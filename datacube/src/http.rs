//! HTTP client abstraction for the catalog and the band loader.
//!
//! Production code uses [`AsyncReqwestClient`]; tests inject a mock through
//! the [`AsyncHttpClient`] trait.

use std::future::Future;
use std::ops::Range;
use std::time::Duration;

use thiserror::Error;
use tracing::{debug, trace, warn};

/// User agent sent with every request.
pub const DEFAULT_USER_AGENT: &str = concat!("datacube/", env!("CARGO_PKG_VERSION"));

/// Default request timeout. Full-resolution band files can be large.
pub const DEFAULT_HTTP_TIMEOUT_SECS: u64 = 300;

/// Errors from HTTP requests.
#[derive(Debug, Clone, PartialEq, Error)]
pub enum HttpError {
    #[error("failed to build HTTP client: {0}")]
    Client(String),

    #[error("request to {url} failed: {message}")]
    Request { url: String, message: String },

    #[error("HTTP {status} from {url}")]
    Status { url: String, status: u16 },

    #[error("failed to read response body from {url}: {message}")]
    Body { url: String, message: String },
}

/// Async HTTP operations used by this crate.
pub trait AsyncHttpClient: Send + Sync {
    /// GET `url` and return the body.
    fn get(&self, url: &str) -> impl Future<Output = Result<Vec<u8>, HttpError>> + Send;

    /// GET the bytes `range` of `url`.
    ///
    /// The result is shorter than the range when the resource ends inside it.
    fn get_range(
        &self,
        url: &str,
        range: Range<u64>,
    ) -> impl Future<Output = Result<Vec<u8>, HttpError>> + Send;

    /// POST a JSON document to `url` and return the body.
    fn post_json(
        &self,
        url: &str,
        body: &serde_json::Value,
    ) -> impl Future<Output = Result<Vec<u8>, HttpError>> + Send;
}

/// Async HTTP client implementation using reqwest.
#[derive(Clone)]
pub struct AsyncReqwestClient {
    client: reqwest::Client,
}

impl AsyncReqwestClient {
    /// Creates a client with the default timeout.
    pub fn new() -> Result<Self, HttpError> {
        Self::with_timeout(DEFAULT_HTTP_TIMEOUT_SECS)
    }

    /// Creates a client with a custom timeout.
    pub fn with_timeout(timeout_secs: u64) -> Result<Self, HttpError> {
        let client = reqwest::Client::builder()
            .timeout(Duration::from_secs(timeout_secs))
            .user_agent(DEFAULT_USER_AGENT)
            .pool_idle_timeout(Duration::from_secs(90))
            .tcp_keepalive(Duration::from_secs(30))
            .build()
            .map_err(|e| HttpError::Client(e.to_string()))?;

        Ok(Self { client })
    }

    async fn read(url: &str, response: reqwest::Response) -> Result<Vec<u8>, HttpError> {
        let status = response.status();
        debug!(url = url, status = status.as_u16(), "HTTP response received");
        if !status.is_success() {
            return Err(HttpError::Status {
                url: url.to_string(),
                status: status.as_u16(),
            });
        }
        response
            .bytes()
            .await
            .map(|b| b.to_vec())
            .map_err(|e| HttpError::Body {
                url: url.to_string(),
                message: e.to_string(),
            })
    }
}

impl AsyncHttpClient for AsyncReqwestClient {
    async fn get(&self, url: &str) -> Result<Vec<u8>, HttpError> {
        trace!(url = url, "HTTP GET request starting");
        let response = self.client.get(url).send().await.map_err(|e| {
            warn!(url = url, error = %e, "HTTP GET failed");
            HttpError::Request {
                url: url.to_string(),
                message: e.to_string(),
            }
        })?;
        Self::read(url, response).await
    }

    async fn get_range(&self, url: &str, range: Range<u64>) -> Result<Vec<u8>, HttpError> {
        if range.is_empty() {
            return Ok(Vec::new());
        }
        trace!(url = url, start = range.start, end = range.end, "HTTP range request starting");
        let response = self
            .client
            .get(url)
            .header(
                reqwest::header::RANGE,
                format!("bytes={}-{}", range.start, range.end - 1),
            )
            .send()
            .await
            .map_err(|e| {
                warn!(url = url, error = %e, "HTTP range request failed");
                HttpError::Request {
                    url: url.to_string(),
                    message: e.to_string(),
                }
            })?;

        // The range starts at or past the end of the resource.
        if response.status() == reqwest::StatusCode::RANGE_NOT_SATISFIABLE {
            return Ok(Vec::new());
        }
        let partial = response.status() == reqwest::StatusCode::PARTIAL_CONTENT;
        let body = Self::read(url, response).await?;
        if partial {
            return Ok(body);
        }
        // Server ignored the Range header and sent the whole resource.
        debug!(url = url, bytes = body.len(), "Range not honoured, slicing full body");
        Ok(slice_range(body, range))
    }

    async fn post_json(&self, url: &str, body: &serde_json::Value) -> Result<Vec<u8>, HttpError> {
        trace!(url = url, "HTTP POST request starting");
        let response = self
            .client
            .post(url)
            .json(body)
            .send()
            .await
            .map_err(|e| {
                warn!(url = url, error = %e, "HTTP POST failed");
                HttpError::Request {
                    url: url.to_string(),
                    message: e.to_string(),
                }
            })?;
        Self::read(url, response).await
    }
}

/// The part of a full body that falls inside `range`.
fn slice_range(mut body: Vec<u8>, range: Range<u64>) -> Vec<u8> {
    let len = body.len() as u64;
    let start = range.start.min(len) as usize;
    let end = range.end.min(len) as usize;
    let start = start.min(end);
    body.truncate(end);
    body.split_off(start)
}

#[cfg(test)]
pub mod tests {
    use super::*;
    use parking_lot::Mutex;

    /// A recorded request: method, URL and optional JSON body.
    pub type RecordedRequest = (&'static str, String, Option<serde_json::Value>);

    /// Mock HTTP client answering from a list of `(url prefix, response)` routes.
    ///
    /// The first matching prefix wins; unmatched URLs return 404.
    #[derive(Default)]
    pub struct MockAsyncHttpClient {
        pub routes: Vec<(String, Result<Vec<u8>, HttpError>)>,
        pub requests: Mutex<Vec<RecordedRequest>>,
    }

    impl MockAsyncHttpClient {
        pub fn with_route(mut self, prefix: &str, response: Result<Vec<u8>, HttpError>) -> Self {
            self.routes.push((prefix.to_string(), response));
            self
        }

        fn respond(&self, url: &str) -> Result<Vec<u8>, HttpError> {
            self.routes
                .iter()
                .find(|(prefix, _)| url.starts_with(prefix.as_str()))
                .map(|(_, response)| response.clone())
                .unwrap_or_else(|| {
                    Err(HttpError::Status {
                        url: url.to_string(),
                        status: 404,
                    })
                })
        }
    }

    impl MockAsyncHttpClient {
        /// Bytes served through range requests so far.
        pub fn range_bytes(&self) -> u64 {
            self.requests
                .lock()
                .iter()
                .filter(|(method, _, _)| *method == "RANGE")
                .filter_map(|(_, _, body)| {
                    let body = body.as_ref()?;
                    Some(body[1].as_u64()? - body[0].as_u64()?)
                })
                .sum()
        }
    }

    impl AsyncHttpClient for MockAsyncHttpClient {
        async fn get(&self, url: &str) -> Result<Vec<u8>, HttpError> {
            self.requests.lock().push(("GET", url.to_string(), None));
            self.respond(url)
        }

        async fn get_range(&self, url: &str, range: Range<u64>) -> Result<Vec<u8>, HttpError> {
            let body = self.respond(url)?;
            let served = slice_range(body, range.clone());
            let end = range.start + served.len() as u64;
            self.requests.lock().push((
                "RANGE",
                url.to_string(),
                Some(serde_json::json!([range.start, end])),
            ));
            Ok(served)
        }

        async fn post_json(
            &self,
            url: &str,
            body: &serde_json::Value,
        ) -> Result<Vec<u8>, HttpError> {
            self.requests
                .lock()
                .push(("POST", url.to_string(), Some(body.clone())));
            self.respond(url)
        }
    }

    #[tokio::test]
    async fn test_mock_client_routes_by_prefix() {
        let mock = MockAsyncHttpClient::default()
            .with_route("http://a/", Ok(vec![1, 2]))
            .with_route("http://b/", Ok(vec![3]));

        assert_eq!(mock.get("http://a/x").await.unwrap(), vec![1, 2]);
        assert_eq!(mock.get("http://b/y").await.unwrap(), vec![3]);
        assert!(matches!(
            mock.get("http://c/").await,
            Err(HttpError::Status { status: 404, .. })
        ));
        assert_eq!(mock.requests.lock().len(), 3);
    }

    #[test]
    fn test_slice_range_clamps_to_body() {
        assert_eq!(slice_range(vec![0, 1, 2, 3, 4], 1..3), vec![1, 2]);
        assert_eq!(slice_range(vec![0, 1, 2], 2..10), vec![2]);
        assert!(slice_range(vec![0, 1], 5..9).is_empty());
    }

    #[tokio::test]
    async fn test_mock_client_serves_ranges() {
        let mock = MockAsyncHttpClient::default().with_route("http://a/", Ok((0..10).collect()));
        assert_eq!(mock.get_range("http://a/f", 2..5).await.unwrap(), vec![2, 3, 4]);
        assert_eq!(mock.get_range("http://a/f", 8..16).await.unwrap(), vec![8, 9]);
        assert_eq!(mock.range_bytes(), 5);
    }

    #[tokio::test]
    async fn test_mock_client_records_post_body() {
        let mock = MockAsyncHttpClient::default().with_route("http://a/", Ok(b"{}".to_vec()));
        let body = serde_json::json!({"limit": 1});
        mock.post_json("http://a/search", &body).await.unwrap();

        let requests = mock.requests.lock();
        assert_eq!(requests[0].0, "POST");
        assert_eq!(requests[0].2.as_ref(), Some(&body));
    }
}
------------------------
• Your objective:
Report the count, and only the count, of lines in the records above that contain "through".

• Written response:
2